The Bank for International Settlements (BIS) released OTC [over the counter] derivatives figures for the end-June 2021 period on Monday and reported that the gross market value of derivatives had neared pre-Covid levels.
The BIS said the notional value of outstanding derivatives rose from $582trn at end-December 2020 to $610trn at the end of June, an increase that appeared mainly driven by seasonal factors.
Meanwhile the gross market value of OTC derivatives, which provides a measure of risk, decreased by 20% to $12.6trn in the first half of this year, close to its end-2019 level. Moreover, gross credit exposure dropped by 19% to $2.7trn over the same period.
The BIS also highlighted that a decline in gross market value was broad-based. “It contracted by more than 20% in H1 2021 for both interest rate and FX derivatives. These declines followed the sharp rises observed in 2020 amidst the pandemic-related market turbulence,” the BIS said.

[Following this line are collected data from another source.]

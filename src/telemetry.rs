//! Tracing setup for applications embedding trueno-gg.
//!
//! The library only emits `tracing` events; installing a subscriber is the
//! host's choice. `init_default_tracing` is a convenience for tests and
//! small tools.

/// Initializes a compact `tracing` subscriber filtered by `RUST_LOG`
/// (default `info`) when the `telemetry` feature is enabled.
///
/// Returns `true` when initialization succeeds, `false` when the feature is
/// disabled or a global subscriber was already installed.
#[must_use]
pub fn init_default_tracing() -> bool {
    #[cfg(feature = "telemetry")]
    {
        let builder = tracing_subscriber::fmt()
            .with_env_filter(
                tracing_subscriber::EnvFilter::try_from_default_env()
                    .unwrap_or_else(|_| tracing_subscriber::EnvFilter::new("info")),
            )
            .with_target(false)
            .compact();

        return builder.try_init().is_ok();
    }

    #[cfg(not(feature = "telemetry"))]
    {
        false
    }
}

CDS clearing rates continue to rise
Additionally, it said that central clearing rates of credit default swaps (CDS) continued to rise in the first quarter, reaching 64%.
“The rate of central clearing of CDS continued to trend upwards. The share of CDS contracts (notional amounts) cleared by central counterparties (CCPs) rose by almost 2 percentage points in the first half of 2021, to 64%,” the BIS said.
“This is up from 56% in 2019, where the clearing rate had prevailed since end-2017. The recent rise was mainly driven by multi-name contracts.
“By contrast, the clearing rate for interest rate derivatives (red line) has remained relatively stable since 2015, at around 75%. While the clearing rate of FX derivatives has remained low (4% at end-June 2021).”
It also noted the rise was most notable for short and medium-term CDS contracts.
“Among CDS contracts, clearing rates of short- and medium-term contracts have risen the most in recent years. The rate for short-term contracts (less than one year) was 53% at end-June 2021, up 26 percentage points since end-June 2016,” the BIS added.
“Similarly, the rate for medium-term contracts (one to five years) stood at 70%, up 29 percentage points. By contrast, the rate for long-term contracts (more than five years) rose by only 13 percentage points to reach 45%.”